Recorded data:
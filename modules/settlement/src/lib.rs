pub mod app;
pub mod config;
pub mod db;
pub mod error;
pub mod ingest;
pub mod jobs;
pub mod ledger;
pub mod marketplace;
pub mod models;
pub mod retry;
pub mod services;
pub mod validation;

pub use error::{ErrorCategory, SettlementError, SettlementResult};
pub use jobs::start_finalize_worker;
impl PgLedger {
    pub fn new(pool: PgPool) -> Self {
        Self { pool }
    }

    pub fn pool(&self) -> &PgPool {
        &self.pool
    }

    /// Insert an invoice or credit note created outside the engine
    pub async fn insert_document(&self, doc: &Document) -> LedgerResult<()> {
        sqlx::query(
            r#"
            INSERT INTO ledger_documents
                (id, kind, order_id, customer, posting_date, grand_total, outstanding,
                 return_against, source_report_id, created_at)
            VALUES ($1, $2, $3, $4, $5, $6, $7, $8, $9, $10)
            "#,
        )
        .bind(&doc.id)
        .bind(doc.kind.as_str())
        .bind(&doc.order_id)
        .bind(&doc.customer)
        .bind(doc.posting_date)
        .bind(doc.grand_total)
        .bind(doc.outstanding)
        .bind(&doc.return_against)
        .bind(&doc.source_report_id)
        .bind(doc.created_at)
        .execute(&self.pool)
        .await?;
        Ok(())
    }

    pub async fn record_manual_rate(&self, from: &str, to: &str, date: NaiveDate, rate: Decimal) -> LedgerResult<()> {
        sqlx::query(
            r#"
            INSERT INTO manual_exchange_rates (from_currency, to_currency, rate_date, rate)
            VALUES ($1, $2, $3, $4)
            ON CONFLICT (from_currency, to_currency, rate_date) DO UPDATE SET rate = EXCLUDED.rate
            "#,
        )
        .bind(from.to_uppercase())
        .bind(to.to_uppercase())
        .bind(date)
        .bind(rate)
        .execute(&self.pool)
        .await?;
        Ok(())
    }

    async fn load_lines(&self, posting_id: PostingId) -> LedgerResult<Vec<PostingLine>> {
        let rows = sqlx::query_as::<_, LineRow>(
            r#"
            SELECT line_no, account, currency, debit, credit, exchange_rate,
                   party_kind, party_id, order_id, merchant_order_id,
                   reference_kind, reference_id, is_advance, remark
            FROM settlement_posting_lines
            WHERE posting_id = $1
            ORDER BY line_no
            "#,
        )
        .bind(posting_id)
        .fetch_all(&self.pool)
        .await?;
        Ok(rows.into_iter().map(line_from_row).collect())
    }

    async fn hydrate(&self, row: PostingRow) -> LedgerResult<Posting> {
        let status = PostingStatus::from_str(&row.2)
            .ok_or_else(|| LedgerError::InvalidState(format!("posting {} has status {}", row.0, row.2)))?;
        let lines = self.load_lines(row.0).await?;
        Ok(Posting {
            id: row.0,
            report_id: row.1,
            status,
            posting_date: row.3,
            deposit_at: row.4,
            remark: row.5,
            multi_currency: row.6,
            lines,
            created_at: row.7,
        })
    }

    /// Lock the posting row and return its status
    async fn lock_posting(tx: &mut Transaction<'_, Postgres>, id: PostingId) -> LedgerResult<PostingStatus> {
        let status: Option<(String,)> =
            sqlx::query_as("SELECT status FROM settlement_postings WHERE id = $1 FOR UPDATE NOWAIT")
                .bind(id)
                .fetch_optional(&mut **tx)
                .await
                .map_err(|e| lock_error(e, format!("posting {}", id)))?;

        let (status,) = status.ok_or_else(|| LedgerError::NotFound(format!("posting {}", id)))?;
        PostingStatus::from_str(&status)
            .ok_or_else(|| LedgerError::InvalidState(format!("posting {} has status {}", id, status)))
    }

    async fn insert_lines(
        tx: &mut Transaction<'_, Postgres>,
        posting_id: PostingId,
        lines: &[PostingLine],
    ) -> LedgerResult<()> {
        for line in lines {
            sqlx::query(
                r#"
                INSERT INTO settlement_posting_lines
                    (posting_id, line_no, account, currency, debit, credit, exchange_rate,
                     party_kind, party_id, order_id, merchant_order_id,
                     reference_kind, reference_id, is_advance, remark)
                VALUES ($1, $2, $3, $4, $5, $6, $7, $8, $9, $10, $11, $12, $13, $14, $15)
                "#,
            )
            .bind(posting_id)
            .bind(line.line_no as i32)
            .bind(&line.account)
            .bind(&line.currency)
            .bind(line.debit)
            .bind(line.credit)
            .bind(line.exchange_rate)
            .bind(line.party.as_ref().map(|p| p.kind.as_str()))
            .bind(line.party.as_ref().map(|p| p.id.as_str()))
            .bind(&line.order_id)
            .bind(&line.merchant_order_id)
            .bind(line.reference.as_ref().map(|r| r.kind.as_str()))
            .bind(line.reference.as_ref().map(|r| r.id.as_str()))
            .bind(line.is_advance)
            .bind(&line.remark)
            .execute(&mut **tx)
            .await?;
        }
        Ok(())
    }

    /// Reduce a document's outstanding by what the line applies to it
    async fn settle(tx: &mut Transaction<'_, Postgres>, document_id: &str, amount: Decimal) -> LedgerResult<()> {
        sqlx::query(
            r#"
            UPDATE ledger_documents
            SET outstanding = outstanding - LEAST(outstanding, $2)
            WHERE id = $1
            "#,
        )
        .bind(document_id)
        .bind(amount)
        .execute(&mut **tx)
        .await
        .map_err(|e| lock_error(e, format!("document {}", document_id)))?;
        Ok(())
    }
}
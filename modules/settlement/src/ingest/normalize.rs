//! Settlement flat file -> typed rows
//!
//! Column names are lower-cased and trimmed, the spaced variants of the
//! amount columns are folded into their hyphenated names, and `amount` is
//! taken from `amount` or `total-amount`. Parsing never fails on a bad cell:
//! unparseable amounts become zero and are logged.

use chrono::{DateTime, NaiveDate, NaiveDateTime, Utc};
use rust_decimal::Decimal;
use std::collections::BTreeMap;
use std::str::FromStr;

use crate::models::{ReportHeader, SettlementRow};

const AMOUNT_TYPE: &str = "amount-type";
const AMOUNT_DESCRIPTION: &str = "amount-description";

#[derive(Debug, thiserror::Error)]
pub enum NormalizeError {
    #[error("CSV parse error: {0}")]
    Csv(#[from] csv::Error),
}

/// Tab when the header line contains one, comma otherwise
pub fn sniff_delimiter(text: &str) -> u8 {
    let first_line = text.lines().next().unwrap_or("");
    if first_line.contains('\t') {
        b'\t'
    } else {
        b','
    }
}

/// Map a raw header to its canonical name
pub fn canonical_column(raw: &str) -> String {
    let lower = raw.trim().to_lowercase();
    match lower.as_str() {
        "amount type" => AMOUNT_TYPE.to_string(),
        "amount description" => AMOUNT_DESCRIPTION.to_string(),
        _ => lower,
    }
}

/// Parse a report amount; thousands separators accepted, zero on failure
pub fn parse_amount(raw: &str) -> Decimal {
    let cleaned: String = raw.trim().chars().filter(|c| *c != ',').collect();
    if cleaned.is_empty() {
        return Decimal::ZERO;
    }
    Decimal::from_str(&cleaned)
        .or_else(|_| Decimal::from_scientific(&cleaned))
        .unwrap_or_else(|_| {
            tracing::debug!(value = %raw, "Unparseable amount, defaulting to zero");
            Decimal::ZERO
        })
}

/// Parse decoded report text into rows
pub fn parse_report_text(text: &str) -> Result<Vec<SettlementRow>, NormalizeError> {
    let text = text.trim_start_matches('\u{feff}');
    if text.trim().is_empty() {
        return Ok(Vec::new());
    }

    let mut reader = csv::ReaderBuilder::new()
        .delimiter(sniff_delimiter(text))
        .flexible(true)
        .has_headers(true)
        .from_reader(text.as_bytes());

    let raw_headers: Vec<String> = reader.headers()?.iter().map(|h| h.to_string()).collect();
    let headers = canonical_headers(&raw_headers);

    let mut rows = Vec::new();
    for record in reader.records() {
        let record = record?;
        let mut cells: BTreeMap<String, String> = BTreeMap::new();
        for (idx, value) in record.iter().enumerate() {
            let Some(Some(name)) = headers.get(idx) else {
                continue;
            };
            cells.insert(name.clone(), value.to_string());
        }
        rows.push(row_from_cells(cells));
    }

    Ok(rows)
}

/// Canonical header per column; `None` for a spaced duplicate whose hyphenated
/// form is also present
fn canonical_headers(raw: &[String]) -> Vec<Option<String>> {
    let hyphenated: Vec<String> = raw.iter().map(|h| h.trim().to_lowercase()).collect();
    raw.iter()
        .map(|h| {
            let lower = h.trim().to_lowercase();
            let canonical = canonical_column(&lower);
            if canonical != lower && hyphenated.iter().any(|other| *other == canonical) {
                None
            } else {
                Some(canonical)
            }
        })
        .collect()
}

fn row_from_cells(mut cells: BTreeMap<String, String>) -> SettlementRow {
    let mut take = |name: &str| -> Option<String> {
        cells
            .remove(name)
            .map(|v| v.trim().to_string())
            .filter(|v| !v.is_empty())
    };

    let transaction_type = take("transaction-type").unwrap_or_default().to_lowercase();
    let order_id = take("order-id");
    let merchant_order_id = take("merchant-order-id");
    let marketplace_name = take("marketplace-name").map(|m| m.to_lowercase());
    let sku = take("sku");
    let amount_type = take(AMOUNT_TYPE).unwrap_or_default();
    let amount_description = take(AMOUNT_DESCRIPTION).unwrap_or_default();
    let amount_raw = take("amount");
    let total_raw = take("total-amount");
    let currency = take("currency").map(|c| c.to_uppercase());

    let amount = amount_raw
        .or(total_raw)
        .map(|raw| parse_amount(&raw))
        .unwrap_or(Decimal::ZERO);

    let extra = cells;

    SettlementRow {
        transaction_type,
        order_id,
        merchant_order_id,
        marketplace_name,
        sku,
        amount_type,
        amount_description,
        amount,
        currency,
        extra,
    }
}

/// Parse `YYYY-MM-DD[ HH:MM:SS][ UTC]`, RFC 3339, or `DD.MM.YYYY[ HH:MM:SS][ UTC]`
pub fn parse_report_datetime(raw: &str) -> Option<NaiveDateTime> {
    let trimmed = raw.trim();
    if trimmed.is_empty() {
        return None;
    }
    if let Ok(dt) = DateTime::parse_from_rfc3339(trimmed) {
        return Some(dt.naive_utc());
    }

    let cleaned = trimmed
        .strip_suffix("UTC")
        .or_else(|| trimmed.strip_suffix("utc"))
        .unwrap_or(trimmed)
        .trim();

    const DATETIME_FORMATS: &[&str] = &["%Y-%m-%d %H:%M:%S", "%d.%m.%Y %H:%M:%S", "%Y-%m-%dT%H:%M:%S"];
    for fmt in DATETIME_FORMATS {
        if let Ok(dt) = NaiveDateTime::parse_from_str(cleaned, fmt) {
            return Some(dt);
        }
    }

    const DATE_FORMATS: &[&str] = &["%Y-%m-%d", "%d.%m.%Y"];
    for fmt in DATE_FORMATS {
        if let Ok(d) = NaiveDate::parse_from_str(cleaned, fmt) {
            return d.and_hms_opt(0, 0, 0);
        }
    }
    None
}

fn date_part(raw: &str) -> Option<String> {
    raw.split_whitespace().next().map(|s| s.to_string())
}

/// Settlement period and deposit date from the first row
pub fn extract_header(rows: &[SettlementRow]) -> ReportHeader {
    let Some(first) = rows.first() else {
        return ReportHeader::default();
    };

    let start_raw = first.extra_value("settlement-start-date");
    let end_raw = first.extra_value("settlement-end-date");
    let deposit_raw = first.extra_value("deposit-date");

    let deposit_at = deposit_raw.and_then(|raw| match parse_report_datetime(raw) {
        Some(dt) => Some(DateTime::<Utc>::from_naive_utc_and_offset(dt, Utc)),
        None => {
            tracing::warn!(value = %raw, category = "data_quality", "Unparseable deposit date");
            None
        }
    });

    ReportHeader {
        start_text: start_raw.and_then(date_part),
        end_text: end_raw.and_then(date_part),
        settlement_start: start_raw.and_then(parse_report_datetime).map(|d| d.date()),
        settlement_end: end_raw.and_then(parse_report_datetime).map(|d| d.date()),
        deposit_at,
    }
}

THE PROBLEM:
Above are the records; report each line in them that includes the word "Some".

WRITTEN REPLY:
            let Some(Some(name)) = headers.get(idx) else {
                Some(canonical)
        return Some(dt.naive_utc());
            return Some(dt);
    let Some(first) = rows.first() else {
        Some(dt) => Some(DateTime::<Utc>::from_naive_utc_and_offset(dt, Utc)),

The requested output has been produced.